1. The impact of BRCA1 gene mutation on the human body
BRCA1 2 genes have the function of inhibiting the occurrence of malignant tumors, and they play an important role in regulating the replication of human cells, the repair of DNA damage of genetic material, and the normal growth of cells. If there is a structural mutation in the BRCA1 2 gene, their function to inhibit tumorigenesis is affected. People with BRCA1 mutations have a 50%-85% risk of breast cancer and 15%-45% ovarian cancer, respectively.
2. What to do with children with BRCA1 gene mutations?
Families at higher risk of BRCA mutations are also at higher risk. In the face of a higher risk of cancer, children with BRCA1 mutations should pay attention to regular cancer screening.
3D mammography. This test takes one-millimeter-thick images of the breast from multiple angles and reconstructs stereoscopic images, making it easier for doctors to diagnose early breast pathologies, such as tumors or heaviness.

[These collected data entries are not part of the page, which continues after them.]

//! CLI subcommands

pub mod breakdown;
pub mod list;
pub mod variations;
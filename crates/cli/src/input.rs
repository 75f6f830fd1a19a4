//! Loading recommendation reports from disk

use anyhow::{Context, Result};
use breakdown_lib::{RecommendationItem, RecommendationReport, StructuredLogger};
use std::path::Path;

/// Read a report (or a single report item) from a JSON file
pub fn load_report(path: &Path) -> Result<RecommendationReport> {
    let content = std::fs::read_to_string(path)
        .with_context(|| format!("Failed to read {}", path.display()))?;

    let report = RecommendationReport::from_json(&content)
        .with_context(|| format!("Failed to parse {}", path.display()))?;

    StructuredLogger::new(&path.display().to_string()).log_report_loaded(report.data.len());
    Ok(report)
}

/// Pick an item by ID, or the first item when no ID is given
pub fn select_item<'a>(
    report: &'a RecommendationReport,
    id: Option<&str>,
) -> Result<&'a RecommendationItem> {
    match id {
        Some(id) => report
            .find(id)
            .with_context(|| format!("No recommendation with ID {}", id)),
        None => report
            .data
            .first()
            .context("Report contains no recommendations"),
    }
}
//! Per-cell change table

use anyhow::Result;
use breakdown_lib::{
    Breakdown, BreakdownSettings, FormatMode, Interval, OptimizationType, Recommendations,
    ResourceKey, ResourceKind, StructuredLogger,
};
use serde::Serialize;
use std::path::Path;
use tabled::Tabled;

use crate::input::{load_report, select_item};
use crate::output::{color_change, print_table, print_warning, OutputFormat};

/// Row for variations table
#[derive(Debug, Tabled, Serialize)]
struct VariationRow {
    #[tabled(rename = "Resource")]
    resource: String,
    #[tabled(rename = "Current")]
    current: String,
    #[tabled(rename = "Recommended")]
    recommended: String,
    #[tabled(rename = "Change")]
    change: String,
    #[tabled(skip)]
    percent: f64,
}

/// Show the change from current to recommended for every cell
pub fn show_variations(
    path: &Path,
    id: Option<&str>,
    interval: Interval,
    engine: OptimizationType,
    settings: BreakdownSettings,
    format: OutputFormat,
) -> Result<()> {
    let report = load_report(path)?;
    let item = select_item(&report, id)?;

    let empty = Recommendations::default();
    let record = item.recommendations.as_ref().unwrap_or(&empty);
    let breakdown = Breakdown::new(record, interval, engine, settings);

    let (Some(recommended), Some(grid)) = (breakdown.recommended(), breakdown.variations()) else {
        StructuredLogger::new(&path.display().to_string()).log_recommendation_unavailable(
            &item.id,
            breakdown.interval(),
            breakdown.engine(),
        );
        print_warning(&format!(
            "No {} recommendation available for {}",
            breakdown.engine(),
            breakdown.interval()
        ));
        return Ok(());
    };

    let current = breakdown.current();
    let formatter = breakdown.formatter();

    let rows: Vec<VariationRow> = ResourceKey::ALL
        .into_iter()
        .flat_map(|key| ResourceKind::ALL.into_iter().map(move |kind| (key, kind)))
        .map(|(key, kind)| {
            let variation = grid.get(key, kind);
            VariationRow {
                resource: format!("{}.{}", key, kind),
                current: formatter.format(current.cell(key, kind), FormatMode::Formatted),
                recommended: formatter.format(recommended.cell(key, kind), FormatMode::Formatted),
                change: match format {
                    OutputFormat::Table => color_change(variation),
                    OutputFormat::Json => variation.text.clone(),
                },
                percent: variation.percent,
            }
        })
        .collect();

    print_table(&rows, format);
    Ok(())
}
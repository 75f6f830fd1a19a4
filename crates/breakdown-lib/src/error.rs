//! Error types for the breakdown library

use thiserror::Error;

/// Errors raised at the edges of the library
///
/// The diff engine itself never fails; these cover settings loading and
/// payload decoding.
#[derive(Debug, Error)]
pub enum BreakdownError {
    #[error("failed to load settings: {0}")]
    Settings(#[from] config::ConfigError),

    #[error("failed to decode recommendations payload: {0}")]
    Decode(#[from] serde_json::Error),

    #[error("unknown recommendation interval: {0}")]
    UnknownInterval(String),

    #[error("unknown optimization engine: {0}")]
    UnknownEngine(String),
}

pub type Result<T> = std::result::Result<T, BreakdownError>;
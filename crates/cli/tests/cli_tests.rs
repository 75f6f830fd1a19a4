//! CLI integration tests

use std::path::PathBuf;
use std::process::{Command, Output};

fn fixture() -> PathBuf {
    PathBuf::from(env!("CARGO_MANIFEST_DIR"))
        .join("tests")
        .join("fixtures")
        .join("recommendations.json")
}

/// Run the `ros` binary with an isolated config and no colors
fn ros(args: &[&str]) -> Output {
    let config_dir = tempfile::tempdir().expect("Failed to create temp dir");
    Command::new(env!("CARGO_BIN_EXE_ros"))
        .args(args)
        .env("ROS_CONFIG", config_dir.path().join("config.json"))
        .env("NO_COLOR", "1")
        .env_remove("RUST_LOG")
        .output()
        .expect("Failed to execute command")
}

fn stdout(output: &Output) -> String {
    String::from_utf8_lossy(&output.stdout).to_string()
}

/// Test that the CLI shows help
#[test]
fn test_cli_help() {
    let output = ros(&["--help"]);
    let stdout = stdout(&output);

    assert!(output.status.success(), "CLI help should succeed");
    assert!(stdout.contains("Resource Optimization"), "Should show app name");
    assert!(stdout.contains("breakdown"), "Should show breakdown command");
    assert!(stdout.contains("variations"), "Should show variations command");
    assert!(stdout.contains("list"), "Should show list command");
}

/// Test that the CLI shows version
#[test]
fn test_cli_version() {
    let output = ros(&["--version"]);

    assert!(output.status.success(), "CLI version should succeed");
    assert!(stdout(&output).contains("ros"), "Should show binary name");
}

/// Test breakdown subcommand help
#[test]
fn test_breakdown_help() {
    let output = ros(&["breakdown", "--help"]);
    let stdout = stdout(&output);

    assert!(output.status.success(), "Breakdown help should succeed");
    assert!(stdout.contains("--interval"), "Should show interval option");
    assert!(stdout.contains("--engine"), "Should show engine option");
    assert!(stdout.contains("--id"), "Should show id option");
}

#[test]
fn test_breakdown_table() {
    let file = fixture();
    let output = ros(&["breakdown", file.to_str().unwrap()]);
    let stdout = stdout(&output);

    assert!(output.status.success(), "Breakdown should succeed");
    assert!(stdout.contains("Current configuration: api-server"));
    assert!(stdout.contains("cpu: 100m"));
    assert!(stdout.contains("cpu: 150m      # +50.0%"));
    assert!(stdout.contains("memory: 100Mi  # -50.0%"));
    assert!(!stdout.contains("not set"), "Fixture has no missing values");
}

#[test]
fn test_breakdown_json() {
    let file = fixture();
    let output = ros(&[
        "breakdown",
        file.to_str().unwrap(),
        "--format",
        "json",
        "--engine",
        "performance",
    ]);
    assert!(output.status.success(), "Breakdown JSON should succeed");

    let json: serde_json::Value =
        serde_json::from_slice(&output.stdout).expect("Output should be JSON");
    assert_eq!(json["engine"], "performance");
    assert_eq!(json["recommended"]["has_missing"], true);
    assert_eq!(json["recommended"]["warnings"]["requests"]["memory"], true);
    assert_eq!(json["variations"]["requests"]["cpu"]["text"], "+900.0%");
}

#[test]
fn test_breakdown_without_recommendation() {
    let file = fixture();
    let output = ros(&[
        "breakdown",
        file.to_str().unwrap(),
        "--id",
        "9d4e7b21-0c3a-4f6e-8b2d-5a1f3c9e7d04",
    ]);
    let stdout = stdout(&output);

    assert!(output.status.success(), "Missing recommendation is not an error");
    assert!(stdout.contains("No cost recommendation available for short_term"));
    assert!(stdout.contains("Some resource values are not set"));
}

#[test]
fn test_breakdown_unknown_id() {
    let file = fixture();
    let output = ros(&["breakdown", file.to_str().unwrap(), "--id", "missing"]);

    assert!(!output.status.success(), "Unknown ID should fail");
    assert!(String::from_utf8_lossy(&output.stderr).contains("No recommendation with ID missing"));
}

#[test]
fn test_invalid_interval() {
    let file = fixture();
    let output = ros(&["breakdown", file.to_str().unwrap(), "--interval", "yearly"]);

    assert!(!output.status.success(), "Invalid interval should fail");
}

#[test]
fn test_variations_table() {
    let file = fixture();
    let output = ros(&["variations", file.to_str().unwrap()]);
    let stdout = stdout(&output);

    assert!(output.status.success(), "Variations should succeed");
    assert!(stdout.contains("limits.cpu"));
    assert!(stdout.contains("requests.memory"));
    assert!(stdout.contains("+50.0%"));
    assert!(stdout.contains("-50.0%"));
}

#[test]
fn test_variations_percent_precision_from_env() {
    let file = fixture();
    let config_dir = tempfile::tempdir().unwrap();
    let output = Command::new(env!("CARGO_BIN_EXE_ros"))
        .args(["variations", file.to_str().unwrap(), "--format", "json"])
        .env("ROS_CONFIG", config_dir.path().join("config.json"))
        .env("ROS_BREAKDOWN_PERCENT_PRECISION", "2")
        .output()
        .expect("Failed to execute command");
    assert!(output.status.success(), "Variations JSON should succeed");

    let rows: serde_json::Value = serde_json::from_slice(&output.stdout).unwrap();
    let rows = rows.as_array().expect("Output should be an array");
    assert_eq!(rows.len(), 4);
    assert_eq!(rows[2]["resource"], "requests.cpu");
    assert_eq!(rows[2]["change"], "+50.00%");
}

#[test]
fn test_list_table() {
    let file = fixture();
    let output = ros(&["list", file.to_str().unwrap()]);
    let stdout = stdout(&output);

    assert!(output.status.success(), "List should succeed");
    assert!(stdout.contains("api-server"));
    assert!(stdout.contains("prod-east"));
    assert!(stdout.contains("c7a9d3e1-2b4f-4e6a-9c8d-1f0e2d3c4b5a"));
    assert!(stdout.contains("days ago"), "Last reported should be relative");
    assert!(stdout.contains("Missing values"));
    assert!(stdout.contains("Total: 2 recommendations"));
}

#[test]
fn test_list_json_flags_missing_values() {
    let file = fixture();
    let output = ros(&["list", file.to_str().unwrap(), "--format", "json"]);
    assert!(output.status.success(), "List JSON should succeed");

    let rows: serde_json::Value = serde_json::from_slice(&output.stdout).unwrap();
    let rows = rows.as_array().expect("Output should be an array");
    assert_eq!(rows.len(), 2);
    assert_eq!(rows[0]["has_missing"], false);
    assert_eq!(rows[0]["last_reported"], "2024-05-14T09:30:00Z");
    assert_eq!(rows[1]["has_missing"], true);
}

#[test]
fn test_variations_without_recommendation() {
    let file = fixture();
    let output = ros(&[
        "variations",
        file.to_str().unwrap(),
        "--id",
        "9d4e7b21-0c3a-4f6e-8b2d-5a1f3c9e7d04",
        "--interval",
        "long-term",
    ]);

    assert!(output.status.success(), "Missing recommendation is not an error");
    assert!(stdout(&output).contains("No cost recommendation available for long_term"));
}

#[test]
fn test_config_defaults_apply() {
    let file = fixture();
    let config_dir = tempfile::tempdir().unwrap();
    let config_path = config_dir.path().join("config.json");
    std::fs::write(
        &config_path,
        r#"{"default_engine": "performance", "default_format": "json"}"#,
    )
    .unwrap();

    let output = Command::new(env!("CARGO_BIN_EXE_ros"))
        .args(["breakdown", file.to_str().unwrap()])
        .env("ROS_CONFIG", &config_path)
        .output()
        .expect("Failed to execute command");
    assert!(output.status.success(), "Breakdown should succeed");

    let json: serde_json::Value = serde_json::from_slice(&output.stdout).unwrap();
    assert_eq!(json["engine"], "performance");
    assert_eq!(json["interval"], "short_term");
}
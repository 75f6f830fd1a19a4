//! Core data models for resource optimization breakdowns
//!
//! The wire types mirror the recommendations API payload, where every level
//! of nesting is optional. The extracted [`ResourceConfig`] is the dense grid
//! the rest of the crate works on.

use std::collections::BTreeMap;
use std::fmt;
use std::str::FromStr;

use serde::{Deserialize, Serialize};

use crate::error::BreakdownError;

/// Compute resource dimension
#[derive(Debug, Clone, Copy, PartialEq, Eq, Hash, Serialize, Deserialize)]
#[serde(rename_all = "snake_case")]
pub enum ResourceKind {
    Cpu,
    Memory,
}

impl ResourceKind {
    pub const ALL: [ResourceKind; 2] = [ResourceKind::Cpu, ResourceKind::Memory];

    /// Key used in the rendered document
    pub fn as_str(&self) -> &'static str {
        match self {
            ResourceKind::Cpu => "cpu",
            ResourceKind::Memory => "memory",
        }
    }
}

impl fmt::Display for ResourceKind {
    fn fmt(&self, f: &mut fmt::Formatter<'_>) -> fmt::Result {
        f.write_str(self.as_str())
    }
}

/// Kubernetes resource block: limits or requests
#[derive(Debug, Clone, Copy, PartialEq, Eq, Hash, Serialize, Deserialize)]
#[serde(rename_all = "snake_case")]
pub enum ResourceKey {
    Limits,
    Requests,
}

impl ResourceKey {
    pub const ALL: [ResourceKey; 2] = [ResourceKey::Limits, ResourceKey::Requests];

    pub fn as_str(&self) -> &'static str {
        match self {
            ResourceKey::Limits => "limits",
            ResourceKey::Requests => "requests",
        }
    }
}

impl fmt::Display for ResourceKey {
    fn fmt(&self, f: &mut fmt::Formatter<'_>) -> fmt::Result {
        f.write_str(self.as_str())
    }
}

/// Which side of the comparison a configuration belongs to
#[derive(Debug, Clone, Copy, PartialEq, Eq, Serialize, Deserialize)]
#[serde(rename_all = "snake_case")]
pub enum ConfigSide {
    Current,
    Recommended,
}

/// Recommendation time horizon
#[derive(Debug, Clone, Copy, PartialEq, Eq, Hash, Default, Serialize, Deserialize)]
#[serde(rename_all = "snake_case")]
pub enum Interval {
    #[default]
    ShortTerm,
    MediumTerm,
    LongTerm,
}

impl Interval {
    pub fn as_str(&self) -> &'static str {
        match self {
            Interval::ShortTerm => "short_term",
            Interval::MediumTerm => "medium_term",
            Interval::LongTerm => "long_term",
        }
    }
}

impl fmt::Display for Interval {
    fn fmt(&self, f: &mut fmt::Formatter<'_>) -> fmt::Result {
        f.write_str(self.as_str())
    }
}

impl FromStr for Interval {
    type Err = BreakdownError;

    fn from_str(s: &str) -> Result<Self, Self::Err> {
        match s.trim().to_ascii_lowercase().replace('-', "_").as_str() {
            "short_term" | "short" => Ok(Interval::ShortTerm),
            "medium_term" | "medium" => Ok(Interval::MediumTerm),
            "long_term" | "long" => Ok(Interval::LongTerm),
            _ => Err(BreakdownError::UnknownInterval(s.to_string())),
        }
    }
}

/// Recommendation engine identifier
#[derive(Debug, Clone, Copy, PartialEq, Eq, Hash, Default, Serialize, Deserialize)]
#[serde(rename_all = "snake_case")]
pub enum OptimizationType {
    #[default]
    Cost,
    Performance,
}

impl OptimizationType {
    pub fn as_str(&self) -> &'static str {
        match self {
            OptimizationType::Cost => "cost",
            OptimizationType::Performance => "performance",
        }
    }
}

impl fmt::Display for OptimizationType {
    fn fmt(&self, f: &mut fmt::Formatter<'_>) -> fmt::Result {
        f.write_str(self.as_str())
    }
}

impl FromStr for OptimizationType {
    type Err = BreakdownError;

    fn from_str(s: &str) -> Result<Self, Self::Err> {
        match s.trim().to_ascii_lowercase().as_str() {
            "cost" => Ok(OptimizationType::Cost),
            "performance" => Ok(OptimizationType::Performance),
            _ => Err(BreakdownError::UnknownEngine(s.to_string())),
        }
    }
}

/// One measured quantity, e.g. a CPU limit
///
/// `unit` is `None` for whole cores on CPU. The API calls it `format`.
#[derive(Debug, Clone, Default, PartialEq, Serialize, Deserialize)]
pub struct ResourceAmount {
    #[serde(default)]
    pub amount: Option<f64>,
    #[serde(default, rename = "format")]
    pub unit: Option<String>,
}

impl ResourceAmount {
    pub fn new(amount: f64, unit: Option<&str>) -> Self {
        Self {
            amount: Some(amount),
            unit: unit.map(str::to_string),
        }
    }

    /// A cell with neither amount nor unit
    pub fn unset() -> Self {
        Self::default()
    }
}

/// CPU and memory amounts for one resource block
#[derive(Debug, Clone, Default, PartialEq, Serialize, Deserialize)]
pub struct ResourcePair {
    pub cpu: ResourceAmount,
    pub memory: ResourceAmount,
}

impl ResourcePair {
    pub fn get(&self, kind: ResourceKind) -> &ResourceAmount {
        match kind {
            ResourceKind::Cpu => &self.cpu,
            ResourceKind::Memory => &self.memory,
        }
    }
}

/// Dense limits/requests x cpu/memory grid
#[derive(Debug, Clone, Default, PartialEq, Serialize, Deserialize)]
pub struct ResourceConfig {
    pub limits: ResourcePair,
    pub requests: ResourcePair,
}

impl ResourceConfig {
    pub fn block(&self, key: ResourceKey) -> &ResourcePair {
        match key {
            ResourceKey::Limits => &self.limits,
            ResourceKey::Requests => &self.requests,
        }
    }

    pub fn cell(&self, key: ResourceKey, kind: ResourceKind) -> &ResourceAmount {
        self.block(key).get(kind)
    }
}

// API payload types

/// Sparse `cpu`/`memory` block as sent by the API
#[derive(Debug, Clone, Default, PartialEq, Serialize, Deserialize)]
pub struct ResourceSet {
    #[serde(default, skip_serializing_if = "Option::is_none")]
    pub cpu: Option<ResourceAmount>,
    #[serde(default, skip_serializing_if = "Option::is_none")]
    pub memory: Option<ResourceAmount>,
}

/// Sparse limits/requests values as sent by the API
#[derive(Debug, Clone, Default, PartialEq, Serialize, Deserialize)]
pub struct RecommendationValues {
    #[serde(default, skip_serializing_if = "Option::is_none")]
    pub limits: Option<ResourceSet>,
    #[serde(default, skip_serializing_if = "Option::is_none")]
    pub requests: Option<ResourceSet>,
}

/// Output of one recommendation engine for a term
#[derive(Debug, Clone, Default, PartialEq, Serialize, Deserialize)]
pub struct RecommendationEngine {
    #[serde(default, skip_serializing_if = "Option::is_none")]
    pub config: Option<RecommendationValues>,
    #[serde(default, skip_serializing_if = "Option::is_none")]
    pub variation: Option<RecommendationValues>,
}

/// Recommendations computed over one time horizon
#[derive(Debug, Clone, Default, PartialEq, Serialize, Deserialize)]
pub struct RecommendationTerm {
    #[serde(default, skip_serializing_if = "Option::is_none")]
    pub duration_in_hours: Option<f64>,
    #[serde(default, skip_serializing_if = "Option::is_none")]
    pub monitoring_start_time: Option<String>,
    #[serde(default, skip_serializing_if = "Option::is_none")]
    pub recommendation_engines: Option<BTreeMap<String, RecommendationEngine>>,
}

impl RecommendationTerm {
    pub fn engine(&self, engine: OptimizationType) -> Option<&RecommendationEngine> {
        self.recommendation_engines.as_ref()?.get(engine.as_str())
    }
}

#[derive(Debug, Clone, Default, PartialEq, Serialize, Deserialize)]
pub struct RecommendationTerms {
    #[serde(default, skip_serializing_if = "Option::is_none")]
    pub short_term: Option<RecommendationTerm>,
    #[serde(default, skip_serializing_if = "Option::is_none")]
    pub medium_term: Option<RecommendationTerm>,
    #[serde(default, skip_serializing_if = "Option::is_none")]
    pub long_term: Option<RecommendationTerm>,
}

impl RecommendationTerms {
    pub fn get(&self, interval: Interval) -> Option<&RecommendationTerm> {
        match interval {
            Interval::ShortTerm => self.short_term.as_ref(),
            Interval::MediumTerm => self.medium_term.as_ref(),
            Interval::LongTerm => self.long_term.as_ref(),
        }
    }
}

/// Current configuration plus recommendations per term
#[derive(Debug, Clone, Default, PartialEq, Serialize, Deserialize)]
pub struct Recommendations {
    #[serde(default, skip_serializing_if = "Option::is_none")]
    pub current: Option<RecommendationValues>,
    #[serde(default, skip_serializing_if = "Option::is_none")]
    pub monitoring_end_time: Option<String>,
    #[serde(default, skip_serializing_if = "Option::is_none")]
    pub recommendation_terms: Option<RecommendationTerms>,
}

/// One container row of a recommendations report
#[derive(Debug, Clone, Default, PartialEq, Serialize, Deserialize)]
pub struct RecommendationItem {
    pub id: String,
    #[serde(default, skip_serializing_if = "Option::is_none")]
    pub cluster_alias: Option<String>,
    #[serde(default, skip_serializing_if = "Option::is_none")]
    pub cluster_uuid: Option<String>,
    #[serde(default, skip_serializing_if = "Option::is_none")]
    pub container: Option<String>,
    #[serde(default, skip_serializing_if = "Option::is_none")]
    pub project: Option<String>,
    #[serde(default, skip_serializing_if = "Option::is_none")]
    pub workload: Option<String>,
    #[serde(default, skip_serializing_if = "Option::is_none")]
    pub workload_type: Option<String>,
    #[serde(default, skip_serializing_if = "Option::is_none")]
    pub last_reported: Option<String>,
    #[serde(default, skip_serializing_if = "Option::is_none")]
    pub recommendations: Option<Recommendations>,
}

impl RecommendationItem {
    /// Cluster alias, falling back to the cluster UUID
    pub fn cluster_name(&self) -> &str {
        self.cluster_alias
            .as_deref()
            .or(self.cluster_uuid.as_deref())
            .unwrap_or("")
    }
}

#[derive(Debug, Clone, Default, PartialEq, Serialize, Deserialize)]
pub struct ReportMeta {
    #[serde(default)]
    pub count: u64,
}

/// Paged recommendations report
#[derive(Debug, Clone, Default, PartialEq, Serialize, Deserialize)]
pub struct RecommendationReport {
    #[serde(default)]
    pub data: Vec<RecommendationItem>,
    #[serde(default, skip_serializing_if = "Option::is_none")]
    pub meta: Option<ReportMeta>,
}

impl RecommendationReport {
    /// Decode either a full report or a single report item
    pub fn from_json(json: &str) -> Result<Self, BreakdownError> {
        let value: serde_json::Value = serde_json::from_str(json)?;
        if value.get("data").is_some() {
            return Ok(serde_json::from_value(value)?);
        }

        let item: RecommendationItem = serde_json::from_value(value)?;
        Ok(Self {
            data: vec![item],
            meta: Some(ReportMeta { count: 1 }),
        })
    }

    pub fn find(&self, id: &str) -> Option<&RecommendationItem> {
        self.data.iter().find(|item| item.id == id)
    }
}
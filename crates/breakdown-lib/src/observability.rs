//! Structured logging for breakdown rendering
//!
//! Events carry an `event` field plus the record context so JSON log output
//! can be filtered without parsing messages.

use tracing::{debug, info, warn};

use crate::models::{ConfigSide, Interval, OptimizationType, ResourceKey, ResourceKind};

/// Structured logger bound to a source (file, report, etc.)
#[derive(Debug, Clone)]
pub struct StructuredLogger {
    pub(crate) source: String,
}

impl StructuredLogger {
    pub fn new(source: &str) -> Self {
        Self {
            source: source.to_string(),
        }
    }

    /// Log a report load
    pub fn log_report_loaded(&self, items: usize) {
        info!(
            event = "report_loaded",
            source = %self.source,
            items = items,
            "Loaded recommendations report"
        );
    }

    /// Log a rendered breakdown
    pub fn log_breakdown_rendered(
        &self,
        record_id: &str,
        interval: Interval,
        engine: OptimizationType,
        current_missing: bool,
        recommended_missing: Option<bool>,
    ) {
        info!(
            event = "breakdown_rendered",
            source = %self.source,
            record_id = %record_id,
            interval = %interval,
            engine = %engine,
            current_missing = current_missing,
            recommended_missing = ?recommended_missing,
            "Rendered configuration breakdown"
        );
    }

    /// Log a selection with no recommended configuration
    pub fn log_recommendation_unavailable(
        &self,
        record_id: &str,
        interval: Interval,
        engine: OptimizationType,
    ) {
        warn!(
            event = "recommendation_unavailable",
            source = %self.source,
            record_id = %record_id,
            interval = %interval,
            engine = %engine,
            "No recommendation for selected interval and engine"
        );
    }

    /// Log missing cells on one side
    pub fn log_missing_values(
        &self,
        record_id: &str,
        side: ConfigSide,
        cells: &[(ResourceKey, ResourceKind)],
    ) {
        if cells.is_empty() {
            return;
        }

        let cells: Vec<String> = cells
            .iter()
            .map(|(key, kind)| format!("{}.{}", key, kind))
            .collect();

        debug!(
            event = "missing_values_detected",
            source = %self.source,
            record_id = %record_id,
            side = ?side,
            cells = %cells.join(","),
            "Configuration has missing values"
        );
    }
}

The latest PANNCA technology is used for genetic screening of hereditary breast cancer and ovarian cancer, covering up to 95% of Asian gene mutations. If you want to know more about your cancer risk, a highly accurate genetic mutation screening program is very valuable.
In general, BRCA1 mutations are associated with a higher risk of cancer, so it is recommended that children with BRCA1 mutations have a plan for regular cancer screening as early as possible in order to ensure their health.